[Stored entries]
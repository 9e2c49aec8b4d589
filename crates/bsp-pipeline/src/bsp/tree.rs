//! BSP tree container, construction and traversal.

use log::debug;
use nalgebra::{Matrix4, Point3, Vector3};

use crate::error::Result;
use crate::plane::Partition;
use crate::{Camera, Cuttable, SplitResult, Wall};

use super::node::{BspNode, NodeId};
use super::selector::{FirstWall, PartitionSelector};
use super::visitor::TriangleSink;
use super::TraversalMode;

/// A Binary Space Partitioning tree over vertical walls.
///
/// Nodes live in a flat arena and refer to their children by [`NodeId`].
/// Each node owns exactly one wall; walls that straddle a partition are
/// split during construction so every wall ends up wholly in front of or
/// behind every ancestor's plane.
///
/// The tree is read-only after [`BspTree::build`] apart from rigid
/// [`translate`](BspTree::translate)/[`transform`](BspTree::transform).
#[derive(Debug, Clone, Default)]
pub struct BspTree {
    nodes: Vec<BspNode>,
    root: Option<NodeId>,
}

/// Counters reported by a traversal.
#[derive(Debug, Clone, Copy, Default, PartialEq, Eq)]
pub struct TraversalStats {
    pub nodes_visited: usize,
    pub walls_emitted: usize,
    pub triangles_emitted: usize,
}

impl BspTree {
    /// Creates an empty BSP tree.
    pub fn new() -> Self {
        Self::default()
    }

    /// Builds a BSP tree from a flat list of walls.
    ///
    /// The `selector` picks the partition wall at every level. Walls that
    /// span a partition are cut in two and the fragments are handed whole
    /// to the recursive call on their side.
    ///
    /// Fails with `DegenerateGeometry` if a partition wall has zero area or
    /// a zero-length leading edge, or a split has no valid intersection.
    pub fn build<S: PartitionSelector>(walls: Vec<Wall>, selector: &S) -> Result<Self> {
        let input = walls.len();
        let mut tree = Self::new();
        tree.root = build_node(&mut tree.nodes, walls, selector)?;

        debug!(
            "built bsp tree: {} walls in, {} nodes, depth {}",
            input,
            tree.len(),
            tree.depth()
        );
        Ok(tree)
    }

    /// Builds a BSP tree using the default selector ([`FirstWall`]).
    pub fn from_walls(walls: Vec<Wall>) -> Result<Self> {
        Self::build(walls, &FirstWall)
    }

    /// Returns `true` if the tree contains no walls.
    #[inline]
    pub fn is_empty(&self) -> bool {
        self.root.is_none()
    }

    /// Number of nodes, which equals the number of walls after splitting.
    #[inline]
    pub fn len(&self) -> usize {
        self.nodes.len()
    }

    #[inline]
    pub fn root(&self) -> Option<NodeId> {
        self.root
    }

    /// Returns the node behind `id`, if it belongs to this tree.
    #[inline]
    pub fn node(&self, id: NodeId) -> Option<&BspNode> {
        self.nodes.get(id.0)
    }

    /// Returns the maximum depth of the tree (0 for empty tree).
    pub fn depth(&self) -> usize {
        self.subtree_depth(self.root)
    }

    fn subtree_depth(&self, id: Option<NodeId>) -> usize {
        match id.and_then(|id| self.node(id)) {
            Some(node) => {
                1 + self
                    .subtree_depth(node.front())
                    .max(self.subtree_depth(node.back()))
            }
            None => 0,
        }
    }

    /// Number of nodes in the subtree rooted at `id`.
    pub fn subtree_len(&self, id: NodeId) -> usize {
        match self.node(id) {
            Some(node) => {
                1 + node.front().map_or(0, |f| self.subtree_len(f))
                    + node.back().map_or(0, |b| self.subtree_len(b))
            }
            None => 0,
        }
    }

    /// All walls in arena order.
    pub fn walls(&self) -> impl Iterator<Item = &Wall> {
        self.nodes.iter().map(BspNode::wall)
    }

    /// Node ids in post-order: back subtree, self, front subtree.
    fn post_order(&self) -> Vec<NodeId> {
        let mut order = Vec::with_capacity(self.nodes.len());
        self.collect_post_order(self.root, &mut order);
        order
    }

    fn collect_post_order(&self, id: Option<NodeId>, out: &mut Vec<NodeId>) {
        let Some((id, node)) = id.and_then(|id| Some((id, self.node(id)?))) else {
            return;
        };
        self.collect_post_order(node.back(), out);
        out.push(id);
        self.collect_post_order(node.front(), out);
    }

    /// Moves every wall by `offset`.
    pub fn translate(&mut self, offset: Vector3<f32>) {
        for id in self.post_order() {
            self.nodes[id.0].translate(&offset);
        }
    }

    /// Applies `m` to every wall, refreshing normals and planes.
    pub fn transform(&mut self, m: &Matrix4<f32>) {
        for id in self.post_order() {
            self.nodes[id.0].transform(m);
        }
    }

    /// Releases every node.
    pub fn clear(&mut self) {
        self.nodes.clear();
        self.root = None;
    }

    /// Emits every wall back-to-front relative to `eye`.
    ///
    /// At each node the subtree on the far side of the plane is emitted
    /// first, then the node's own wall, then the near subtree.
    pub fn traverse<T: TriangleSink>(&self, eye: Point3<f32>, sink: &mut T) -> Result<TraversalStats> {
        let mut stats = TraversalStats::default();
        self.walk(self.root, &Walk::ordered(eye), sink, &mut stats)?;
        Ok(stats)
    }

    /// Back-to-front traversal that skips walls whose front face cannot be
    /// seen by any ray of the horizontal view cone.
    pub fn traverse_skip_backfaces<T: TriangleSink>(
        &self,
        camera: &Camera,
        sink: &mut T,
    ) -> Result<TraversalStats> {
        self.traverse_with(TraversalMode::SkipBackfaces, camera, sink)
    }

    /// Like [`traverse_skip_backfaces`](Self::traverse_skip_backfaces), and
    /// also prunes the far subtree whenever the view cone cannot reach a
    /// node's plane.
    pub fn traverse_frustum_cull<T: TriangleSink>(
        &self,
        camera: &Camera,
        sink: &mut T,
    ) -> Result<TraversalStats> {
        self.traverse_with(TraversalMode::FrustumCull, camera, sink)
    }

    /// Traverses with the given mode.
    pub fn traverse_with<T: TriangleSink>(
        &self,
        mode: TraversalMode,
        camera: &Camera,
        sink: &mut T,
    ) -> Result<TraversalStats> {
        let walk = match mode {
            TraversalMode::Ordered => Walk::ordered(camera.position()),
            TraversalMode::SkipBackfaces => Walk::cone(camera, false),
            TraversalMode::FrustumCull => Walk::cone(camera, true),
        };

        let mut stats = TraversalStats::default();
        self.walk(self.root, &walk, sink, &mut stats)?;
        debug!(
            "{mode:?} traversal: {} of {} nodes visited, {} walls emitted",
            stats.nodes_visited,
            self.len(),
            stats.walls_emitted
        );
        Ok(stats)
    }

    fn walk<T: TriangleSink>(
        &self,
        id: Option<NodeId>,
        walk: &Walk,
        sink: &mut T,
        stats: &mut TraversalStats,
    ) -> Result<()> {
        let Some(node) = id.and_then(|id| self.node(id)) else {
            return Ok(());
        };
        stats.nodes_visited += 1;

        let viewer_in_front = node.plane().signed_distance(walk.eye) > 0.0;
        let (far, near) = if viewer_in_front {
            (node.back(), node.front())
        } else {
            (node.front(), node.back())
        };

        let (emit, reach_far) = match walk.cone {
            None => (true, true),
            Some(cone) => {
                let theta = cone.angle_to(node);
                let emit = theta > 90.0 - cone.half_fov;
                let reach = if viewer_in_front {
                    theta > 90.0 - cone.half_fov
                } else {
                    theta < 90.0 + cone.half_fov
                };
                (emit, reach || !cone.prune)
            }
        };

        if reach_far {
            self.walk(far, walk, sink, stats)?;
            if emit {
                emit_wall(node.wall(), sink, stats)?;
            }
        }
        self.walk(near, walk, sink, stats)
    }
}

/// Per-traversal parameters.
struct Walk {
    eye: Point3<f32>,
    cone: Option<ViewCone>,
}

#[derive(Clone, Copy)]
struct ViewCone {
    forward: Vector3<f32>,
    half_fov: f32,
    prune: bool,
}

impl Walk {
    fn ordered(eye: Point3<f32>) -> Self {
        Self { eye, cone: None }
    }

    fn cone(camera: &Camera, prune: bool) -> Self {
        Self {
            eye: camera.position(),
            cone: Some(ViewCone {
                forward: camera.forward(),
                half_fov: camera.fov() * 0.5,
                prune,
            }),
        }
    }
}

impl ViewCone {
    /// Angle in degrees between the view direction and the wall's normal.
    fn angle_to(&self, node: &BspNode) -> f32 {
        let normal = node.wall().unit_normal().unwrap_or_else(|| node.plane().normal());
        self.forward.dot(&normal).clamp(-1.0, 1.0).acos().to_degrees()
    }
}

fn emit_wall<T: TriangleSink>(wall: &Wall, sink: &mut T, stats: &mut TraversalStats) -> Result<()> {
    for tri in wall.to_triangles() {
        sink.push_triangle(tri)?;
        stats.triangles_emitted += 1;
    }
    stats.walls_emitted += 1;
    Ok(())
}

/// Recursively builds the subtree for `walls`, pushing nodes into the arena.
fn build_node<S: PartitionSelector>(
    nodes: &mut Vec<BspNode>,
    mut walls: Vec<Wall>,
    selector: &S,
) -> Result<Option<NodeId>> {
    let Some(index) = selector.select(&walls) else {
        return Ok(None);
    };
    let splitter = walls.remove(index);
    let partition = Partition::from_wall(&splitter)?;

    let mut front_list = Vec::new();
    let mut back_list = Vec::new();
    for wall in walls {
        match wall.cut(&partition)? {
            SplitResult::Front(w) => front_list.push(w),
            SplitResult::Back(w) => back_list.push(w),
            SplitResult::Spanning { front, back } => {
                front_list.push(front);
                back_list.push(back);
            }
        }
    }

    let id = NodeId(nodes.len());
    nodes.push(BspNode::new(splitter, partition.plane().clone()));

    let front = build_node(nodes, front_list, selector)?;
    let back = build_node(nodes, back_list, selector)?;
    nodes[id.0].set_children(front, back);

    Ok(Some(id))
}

▸ **WHAT THE TASK ASKS**
Find the lines above that contain the word "BspTree" and copy each one.

▸ **OUTPUT FOR THIS TASK**
/// The tree is read-only after [`BspTree::build`] apart from rigid
/// [`translate`](BspTree::translate)/[`transform`](BspTree::transform).
pub struct BspTree {
impl BspTree {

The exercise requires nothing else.